When Eri’s team lands, tribes of humans attack and Eri is saved by Striver, the descendant of a colonist and a pirate from Old Earth’s colonization efforts in other parts of the galaxy. Striver helps Eri rescue her team and they are drawn to each other despite their different allegiances. While Striver battles with trusting Eri, Eri must decide whether to warn him and his people about the commander’s intentions, or follow orders and complete her mission.

Our Thoughts:

Marlene: Haven 6 is the final book in Dionne’s New Dawn series, and she’s trying to tie up all the loose ends. So she goes back to the beginning. All the beginnings. The colony ship that arrives at Haven 6 is commanded by none other than the former Governor of New York, or what’s left of her. Governor Grier’s brain is Commander Grier, and she still remembers the last panic-stricken days of Earth. Those events form the story of A Hero Rising, book 3 of Dionne’s series.

But when the Heritage reaches Haven 6, it finds that the original scouting reports were wrong. The planet is populated. That population is descended from Aries and Striker, the main characters of the first book in this series, Paradise 21. (See what I mean about all the loose ends?)

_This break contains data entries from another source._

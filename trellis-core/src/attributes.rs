//! Generic metadata attachment for configuration objects.
//!
//! A [`AttributeAccessor`] is a string-keyed bag of arbitrary values plus a
//! `source` field recording where the holder came from (a file path, a span,
//! a registrar; the container never inspects it).

use std::any::Any;
use std::collections::HashMap;
use std::sync::Arc;

/// Shared, type-erased attribute value.
pub type AttributeValue = Arc<dyn Any + Send + Sync>;

/// Key→value metadata bag with a traceable source.
#[derive(Clone, Default)]
pub struct AttributeAccessor {
    attributes: HashMap<String, AttributeValue>,
    source: Option<AttributeValue>,
}

impl AttributeAccessor {
    pub fn new() -> Self {
        Self::default()
    }

    /// Sets `name` to `value`, replacing any previous value.
    pub fn set_attribute(&mut self, name: impl Into<String>, value: AttributeValue) {
        self.attributes.insert(name.into(), value);
    }

    pub fn get_attribute(&self, name: &str) -> Option<&AttributeValue> {
        self.attributes.get(name)
    }

    /// Removes and returns the value registered under `name`.
    pub fn remove_attribute(&mut self, name: &str) -> Option<AttributeValue> {
        self.attributes.remove(name)
    }

    pub fn has_attribute(&self, name: &str) -> bool {
        self.attributes.contains_key(name)
    }

    pub fn attribute_names(&self) -> Vec<String> {
        self.attributes.keys().cloned().collect()
    }

    /// Records the configuration source this holder was produced from.
    pub fn set_source(&mut self, source: AttributeValue) {
        self.source = Some(source);
    }

    pub fn source(&self) -> Option<&AttributeValue> {
        self.source.as_ref()
    }

    /// Copies all attributes (and the source, if unset locally) from `other`.
    /// Existing local attributes win on key collision.
    pub fn merge_defaults_from(&mut self, other: &AttributeAccessor) {
        for (name, value) in &other.attributes {
            self.attributes
                .entry(name.clone())
                .or_insert_with(|| Arc::clone(value));
        }
        if self.source.is_none() {
            self.source = other.source.as_ref().map(Arc::clone);
        }
    }
}

impl std::fmt::Debug for AttributeAccessor {
    fn fmt(&self, f: &mut std::fmt::Formatter<'_>) -> std::fmt::Result {
        f.debug_struct("AttributeAccessor")
            .field("attribute_names", &self.attribute_names())
            .field("has_source", &self.source.is_some())
            .finish()
    }
}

But the crew of the Heritage doesn’t know that, yet. All they know is that there are huts showing up in the fly-by scan. Enter our heroine, this story’s ship-misfit, Eridani. Eri is a double-misfit; she is the result of an unauthorized pairing, and her job is less-than-essential. Eri is a linguist. on a ship that doesn’t meet anyone who speaks dead Earth languages. But since she’s good at her job, maybe she can make sense out of whatever the species inhabiting Haven 6 speaks.

Too bad it turns out to be English. And too bad for everyone that the first group of “natives” that Eri’s team runs into turns out to be pirates.

Things go downhill from there.

Has: Oh yes, you have summed up exactly how I felt about this final installment of the series and I was hoping it would improve. But, sadly this wasn’t the case. I was lukewarm on the romance, lukewarm on the plot and very lukewarm on the characters. The one aspect that I really enjoyed about the previous books, was the element of world-building and how Dionne sets up a tense and engaging setting of groups of survivors on their journeys to find a new home. However, even this factor wasn’t apparent and in fact didn’t make sense. Because it was set a few 100 years after the events in the previous books. I couldn’t understand how the survivors of the Omega station would devolve into petty warfare over technology especially since they kept that alien ship which was the only working tech which they kept for historical and nostalgic reasons.

There was not an element of how their society evolved and in fact it was regressing and it definitely didn’t make sense with aliens who Striker and Aries saved in PARADISE 21. They showed real promise and imagination in that book and I was looking forward to see how events would evolve when we revisit them in this book. But their depiction fell into a huge cliche pitfall of stand-offish aliens who must not interfere with human affairs. And the entire conflict in the book was relegated with the tensions between the opposing human factions of the pirate like gangs and the humans who lived in harmony with the aliens. I was very let down on how this played out in the book, because the plot wasn’t engaging, or had real depth for me.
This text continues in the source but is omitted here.